No dia 10 de setembro de 2013, por exemplo, o doleiro liga para Veio, às 13h38, e avisa que acabou de chegar a São Luiz (MA). O grupo negociava com o governo Roseana Sarney (PMDB) o pagamento adiantado de uma divida judicial (precatório) para a empresa Constran – alvo da Lava Jato. Youssef diz que irá passar para ele uma conta para depositar “7.000″ e que precisa ser entregue em espécie “1.000″ para “o mesmo cara de ontem, o Carlos”,
registra a PF. “Lopez pergunta então se deve reservar “300″ para amanhã, provavelmente referindo-se à R$ 300.000,00″, registram os agentes que consideram que 7 mil e 1 mil são R$ 7 milhões e R$ 1 milhão.
Lopez é reincidente dos crimes de colarinho branco e diretamente ligado ao escândalo do mensalão. Ele foi condenado em 2010 pela Operação Curaçao por gerir uma conta (Tremazul Cell Co) que movimentou entre maio de 2005 e julho de 2006 um total de US$ 2,7 milhões, em 175 operações.
No caso do Mensalão, seu nome apareceu ligado aos negócios do deputado federal José Janene (PP-PR), que morreu em 2010 e era réu do processo e suposto sócio de Youssef. Lopez também é cunhado de Enivaldo Quadrado, que no Mensalão foi condenado como proprietário da corretora Bônus-Banval, usada por Marcos Valério, operador da lavagem no caso de compra de apoio do Congresso.
Segundo anotam os agentes da PF na Lava Jato, desde essa época “Lopez já deveria trabalhar para Youssef”. Os agentes afirmam acreditar que a Bônus-Banval era do doleiro, não de Quadrado, agora qualificado como seu funcionário na Lava Jato.
Ex-ministro. Outro homem ligado indiretamente ao governo federal e suposto “mula” de Youssef é Adarico Negromente Filho, o Maringá, irmão do ex-ministro de Cidades Mário Negromonte. Seu nome está registrado em um dos 32 telefones apreendidos com o doleiro, em março deste ano. São ao todo 34 trocas de ligação e mensagem com Youssef, alvo dos grampos.
Uma das qualificações dos “mulas” tem a foto do irmão do ex-ministro, sobre a alcunha Maringá e ladeada pela observação: “transporte de dinheiro em espécie. Obs: irmão do ex-ministro Mário Negromonte”.

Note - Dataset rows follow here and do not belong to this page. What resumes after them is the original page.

fn compare(
    spec: &ResourceSpec,
    record: &StateRecord,
    desired: BTreeMap<String, PlannedValue>,
    schema: &ResourceSchema,
    table: &LifecycleTable,
) -> Result<ResourceChange> {
    let address = &spec.address;
    let masked_before = table.mask(address, &record.attributes);
    let masked_after = table.mask_planned(address, &desired);

    let keys: BTreeSet<&String> = masked_before.keys().chain(masked_after.keys()).collect();
    let mut diffs = Vec::new();
    for key in keys {
        if schema.is_computed(key) && !desired.contains_key(key) {
            continue;
        }
        let before = masked_before.get(key);
        let after = masked_after.get(key);
        let equal = match (before, after) {
            (Some(b), Some(PlannedValue::Known(a))) => a == b,
            (None, None) => true,
            _ => false,
        };
        if !equal {
            diffs.push(AttributeDiff {
                path: key.clone(),
                before: before.cloned(),
                after: after.cloned(),
                forces_replacement: schema.forces_replacement(key),
            });
        }
    }

    let action = if diffs.is_empty() {
        ChangeAction::NoOp
    } else if diffs.iter().any(|d| d.forces_replacement) {
        ChangeAction::Replace(table.replace_mode(address))
    } else {
        ChangeAction::Update
    };

    if matches!(action, ChangeAction::Replace(_)) && table.prevents_destroy(address) {
        return Err(PlanError::DestroyBlocked {
            address: address.clone(),
        }
        .into());
    }

    let after = match action {
        ChangeAction::NoOp => known(&record.attributes),
        ChangeAction::Update => {
            let mut after = desired;
            table.carry_ignored_planned(address, &mut after, &record.attributes);
            for (key, value) in &record.attributes {
                if schema.is_computed(key) && !after.contains_key(key) {
                    after.insert(key.clone(), PlannedValue::Known(value.clone()));
                }
            }
            after
        }
        _ => desired,
    };

    Ok(ResourceChange {
        address: address.clone(),
        action,
        desired: Some(spec.clone()),
        prior: Some(record.clone()),
        after: Some(after),
        diffs,
        deposed: record.deposed.clone(),
    })
}

fn known(attributes: &Attributes) -> BTreeMap<String, PlannedValue> {
    attributes
        .iter()
        .map(|(k, v)| (k.clone(), PlannedValue::Known(v.clone())))
        .collect()
}

/// Promotes destroy-first replacements that a create-first replacement
/// depends on, directly or transitively.
fn promote_create_before_destroy(
    changes: &mut BTreeMap<ResourceAddress, ResourceChange>,
    graph: &ResourceGraph,
) {
    let create_first: Vec<ResourceAddress> = changes
        .values()
        .filter(|c| c.action == ChangeAction::Replace(ReplaceMode::CreateFirst))
        .map(|c| c.address.clone())
        .collect();

    for address in create_first {
        if !graph.contains(&address) {
            continue;
        }
        for dependency in graph.transitive_dependencies(&address) {
            if let Some(change) = changes.get_mut(dependency)
                && change.action == ChangeAction::Replace(ReplaceMode::DestroyFirst)
            {
                debug!("{dependency}: promoted to create first by {address}");
                change.action = ChangeAction::Replace(ReplaceMode::CreateFirst);
            }
        }
    }
}

impl ChangeAction {
    /// Short symbol used in plan output.
    #[must_use]
    pub const fn symbol(&self) -> &'static str {
        match self {
            Self::NoOp => " ",
            Self::Create => "+",
            Self::Update => "~",
            Self::Destroy => "-",
            Self::Replace(ReplaceMode::DestroyFirst) => "-/+",
            Self::Replace(ReplaceMode::CreateFirst) => "+/-",
        }
    }
}

impl ResourceChange {
    /// Returns true if executing this change does anything.
    #[must_use]
    pub fn has_work(&self) -> bool {
        self.action != ChangeAction::NoOp || !self.deposed.is_empty()
    }

    /// Provisioner name of the change.
    #[must_use]
    pub fn provider(&self) -> &str {
        self.desired
            .as_ref()
            .map(|s| s.provider.as_str())
            .or_else(|| self.prior.as_ref().map(|r| r.provider.as_str()))
            .unwrap_or_default()
    }
}

impl DiffResult {
    /// Returns true if any change has work to do.
    #[must_use]
    pub fn has_changes(&self) -> bool {
        self.changes.iter().any(ResourceChange::has_work)
    }

    /// Number of changes with the given action.
    #[must_use]
    pub fn count(&self, action: ChangeAction) -> usize {
        self.changes.iter().filter(|c| c.action == action).count()
    }

    /// Changes that have work to do.
    #[must_use]
    pub fn actionable(&self) -> Vec<&ResourceChange> {
        self.changes.iter().filter(|c| c.has_work()).collect()
    }
}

Em documentos apreendidos na sede de uma das empresas de Youssef, a GFD Investimentos – escritório de negócios do grupo em São Paulo – foi encontrada uma tabela de contabilidade com referências a “transferências” com o nome Maringá à frente. Para a PF, são os valores movimentados pelos transportadores e suas participações nos negócios.
Infiltrado. Um agente federal usava seu cargo para facilitar o transporte de dinheiro de Youssef. É Jayme Alves de Oliveira Filho, conhecido como Careca. Ele está lotado no Aeroporto Internacional do Galeão, no Rio de Janeiro, e há suspeitas de que atuava também como informante do grupo.
A análise dos grampos apontou 66 conversas entre o doleiro e Careca. Numa delas, o policial teria levado dinheiro em espécie para um endereço em Belo Horizonte, onde funciona uma unidade da empresa UTC. A construtora incorporou a Constran – beneficiada no precatório do Maranhão – e é investigada na Lava Jato por ser sócia do doleiro em negócios na Bahia. O grupo UTC/Constran é também sócio da concessionária vencedora do leilão do Aeroporto Internacional de Viracopos, em Campinas, em fevereiro de 2012. O grupo nega ilegalidades e diz não ser sócio do doleiro.
Careca foi citado também no depoimento da doleira Nelma Kodama, presa na Lava Jato e ex-namorada de Youssef e do doleiro Raul Srour – outro detido da operação – por ter sido o policial indicado pelo doleiro para vender informações privilegiadas da PF. Ela disse ter pago R$ 40 mil ao agente, que ela chama de Careca, para receber antecipadamente as perguntas de outra investigação em que ela seria inquirida no Rio.
Delivery. Além dos “mulas” usados para agilizar as entregas e dissuadir a polícia, a denúncia da Lava Jato afirma que Youssef montou um “eficiente e rápido sistema de entrega à domicílio” de dinheiro do câmbio negro. “Em que os valores eram levados por portadores de confiança na residência do cliente. Para tanto, os transportadores da moeda inclusive viajavam de avião, para que a ‘entrega’ chegasse mais rápida. ”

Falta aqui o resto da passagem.